TheMathNinja
Footballguy
For those of you who use TFL as a scoring category in your leagues (like I do), and find that TFL is a stat that tends to be excluded from most IDP projections pre-season, I did some quick math to find some formulas that can help as you make your IDP projections for your upcoming drafts:
The following models/formulas are based on the last 2 years of data for the top-scoring IDP's (60 per year of DT's, 100 per year of DE's, 150 per year of LB's), as recorded by MFL. In this counting scheme, TFL's include sacks and are included in the larger tackle statistics. The "AdjT" stat is "Adjusted Tackles", where
Adjusted Tackles = Solo Tackles + 0.5*Assisted Tackles [since this is how TFL and sacks are counted]

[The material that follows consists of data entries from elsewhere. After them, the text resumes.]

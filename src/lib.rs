//! Shulz Memo - memoization for expensive single-argument lookups
//!
//! Wraps an operation so that fresh results come from a bounded TTL/LRU
//! store, and concurrent callers asking for the same missing key share a
//! single execution.
//!
//! ```ignore
//! let lookup = Memoizer::new(|id: u64| fetch_remote(id));
//! let value = lookup.call(42)?;
//! ```

pub mod cache;
pub mod config;
pub mod error;
pub mod memo;

pub use cache::{Cache, CacheStore};
pub use config::Config;
pub use error::{CacheError, ConfigError};
pub use memo::{MemoStats, Memoizer, Operation};
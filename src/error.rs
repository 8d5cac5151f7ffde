//! Error types for the memoizing cache
//!
//! Provides unified error handling using thiserror.

use thiserror::Error;

// == Cache Error Enum ==
/// Error returned by a memoized call.
///
/// `E` is the error type of the wrapped operation. It is carried through
/// untouched so callers can match on their own failure kinds.
#[derive(Error, Debug)]
pub enum CacheError<E> {
    /// The underlying operation failed; never cached
    #[error(transparent)]
    Operation(E),

    /// The coordination registry was found in an inconsistent state
    #[error("Internal error: {0}")]
    Internal(String),
}

impl<E> CacheError<E> {
    /// Returns the operation error, if this is one.
    pub fn into_operation(self) -> Option<E> {
        match self {
            CacheError::Operation(err) => Some(err),
            CacheError::Internal(_) => None,
        }
    }

    /// Returns true if the registry reported an invariant violation.
    pub fn is_internal(&self) -> bool {
        matches!(self, CacheError::Internal(_))
    }
}

// == Registry Error Enum ==
/// Invariant violations detected by the coordination registry.
#[derive(Error, Debug, Clone, PartialEq, Eq)]
pub enum RegistryError {
    /// A slot was still mapped although nobody holds or awaits it
    #[error("coordination slot found with no waiters")]
    OrphanedSlot,
}

impl<E> From<RegistryError> for CacheError<E> {
    fn from(err: RegistryError) -> Self {
        CacheError::Internal(err.to_string())
    }
}

// == Config Error Enum ==
/// Errors raised while building a [`crate::Config`].
#[derive(Error, Debug, Clone, PartialEq, Eq)]
pub enum ConfigError {
    /// Capacity must hold at least one entry
    #[error("max_entries must be greater than zero")]
    InvalidMaxEntries,

    /// A zero TTL would make every entry stale on insert
    #[error("ttl must be greater than zero")]
    InvalidTtl,

    /// An environment variable held something that is not a number
    #[error("Invalid value {value:?} for {var}")]
    InvalidValue { var: &'static str, value: String },
}

// == Result Type Alias ==
/// Convenience Result type for memoized calls.
pub type Result<T, E> = std::result::Result<T, CacheError<E>>;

In my original models, I ran them with good statistical sense (i.e. with independent variables so as to eliminate co-linearity), but provided simpler, co-linearity-ridden formulas here for you because it's much simpler to punch into a calculator, and they're basically identical in accuracy:
DT-specific: TFL = 0.05*AdjT + 1.25*Sacks + 1 (this has R^2 of 0.70)
DE-specific: TFL = 0.1*AdjT + 1*Sacks (this has R^2 of 0.87)
combined DL: TFL = 0.1*AdjT + 1.05*Sacks (this has R^2 of 0.82)
LB: TFL = 0.05*AdjT + 1.1*Sacks + 0.2*ForcedFumbles (this has R^2 of 0.76)
There is some intuition to these results. Naturally, if you are predicting how many TFL's someone will record, you know that a sack is automatically a TFL (so you count sacks automatically, and figure that the coefficient on the sack variable will be near 1), and the other TFL's will come as some proportion of their tackles in general. For DE's, once you record the 1 sack, all you need to do is look to the rest of his tackles, divide by 10, and you're there. For DT's, it's not so simple. Beyond the 1 sack that automatically gets counted, it's clear that sacks also provide additional information of "backfield presence" for the DT's, and therefore, looking at their sack counts actually still provides additional information at how many tackles of a RB behind the line one DT will have against another (i.e. for every 1 sack one DT has above another, he also will on average have an additional 0.25 tackles for loss in the backfield that are non-sacks, hence the 1.25 coefficient for DT's).
For LB's, Forced Fumbles was a variable significant at the 9% level, so I decided to include it, though I won't die on that hill. It does make some level of intuitive sense to me that forced fumbles may be a proxy for some kind of "aggressiveness" variable that aids in TFL, and like DT's, sacks still helped to describe how many non-sack TFL's a given LB had, where every 10 sacks could explain a non-sack TFL for a LB...once again, I think calling this "backfield presence" or "blitzing propensity" is somewhat useful.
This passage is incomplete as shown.